Sister Scullion said she was encouraged by Trump’s message about criminal justice reform and commitment to ensure early childhood education and day care, but she cautioned that these promises should be checked for accuracy.
The woman religious also said she was bothered by the president’s words describing this country as “better than everyone else” and his failure to mention “what needs to be done for millions of Americans still struggling to make it in our economy.”
She said the division, palpable during the State of the Union but also in the country at large, impacts the work she does because “the solution to end homelessness involves all of us as one human family” and needs bipartisan support.
“I go back with a little of both: encouragement and discouragement,” she said.
She also goes back to what she has been leading since 1989, when Project HOME was initially an emergency winter shelter for men. Today, the program reaches out to all the city’s homeless, including many who are addicted or mentally ill, and offers not just shelter but long-term support with housing, jobs, education and medical care to keep people from remaining homeless.

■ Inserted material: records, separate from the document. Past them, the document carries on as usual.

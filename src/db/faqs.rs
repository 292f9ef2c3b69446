use anyhow::Result;
use uuid::Uuid;

use crate::models::{CreateFaq, Faq};
use super::Database;

const FAQ_COLUMNS: &str = "id, question, answer, category, sort_order, is_active, created_at, updated_at";

impl Database {
    pub async fn get_all_faqs(&self) -> Result<Vec<Faq>> {
        let faqs = sqlx::query_as::<_, Faq>(&format!(
            "SELECT {FAQ_COLUMNS} FROM faqs ORDER BY category, sort_order, created_at"
        ))
        .fetch_all(&self.pool)
        .await?;

        Ok(faqs)
    }

    pub async fn get_active_faqs(&self, category: Option<&str>) -> Result<Vec<Faq>> {
        let faqs = sqlx::query_as::<_, Faq>(&format!(
            r#"
            SELECT {FAQ_COLUMNS} FROM faqs
            WHERE is_active = TRUE AND ($1::TEXT IS NULL OR category = $1)
            ORDER BY category, sort_order, created_at
            "#
        ))
        .bind(category)
        .fetch_all(&self.pool)
        .await?;

        Ok(faqs)
    }

    pub async fn get_faq_by_id(&self, id: Uuid) -> Result<Option<Faq>> {
        let faq = sqlx::query_as::<_, Faq>(&format!(
            "SELECT {FAQ_COLUMNS} FROM faqs WHERE id = $1"
        ))
        .bind(id)
        .fetch_optional(&self.pool)
        .await?;

        Ok(faq)
    }

    pub async fn create_faq(&self, faq: &CreateFaq) -> Result<Faq> {
        let created = sqlx::query_as::<_, Faq>(&format!(
            r#"
            INSERT INTO faqs (question, answer, category, sort_order, is_active)
            VALUES ($1, $2, $3, $4, $5)
            RETURNING {FAQ_COLUMNS}
            "#
        ))
        .bind(&faq.question)
        .bind(&faq.answer)
        .bind(&faq.category)
        .bind(faq.sort_order)
        .bind(faq.is_active)
        .fetch_one(&self.pool)
        .await?;

        Ok(created)
    }

    pub async fn update_faq(&self, faq: &Faq) -> Result<Option<Faq>> {
        let updated = sqlx::query_as::<_, Faq>(&format!(
            r#"
            UPDATE faqs SET
                question = $1, answer = $2, category = $3, sort_order = $4, is_active = $5,
                updated_at = NOW()
            WHERE id = $6
            RETURNING {FAQ_COLUMNS}
            "#
        ))
        .bind(&faq.question)
        .bind(&faq.answer)
        .bind(&faq.category)
        .bind(faq.sort_order)
        .bind(faq.is_active)
        .bind(faq.id)
        .fetch_optional(&self.pool)
        .await?;

        Ok(updated)
    }

    pub async fn delete_faq(&self, id: Uuid) -> Result<bool> {
        let result = sqlx::query("DELETE FROM faqs WHERE id = $1")
            .bind(id)
            .execute(&self.pool)
            .await?;

        Ok(result.rows_affected() > 0)
    }
}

Sister Scullion tweeted about her time in Washington along with pictures of herself with different members of Congress. She said in one tweet that Philadelphia “has the lowest number of unsheltered people of the ten largest cities. What we are doing is working — we just need more.”
She was happy to speak on the behalf of the homeless, but she felt better about returning to them.
As she put it: “I have the greatest job in the world, and I work with the most amazing people.”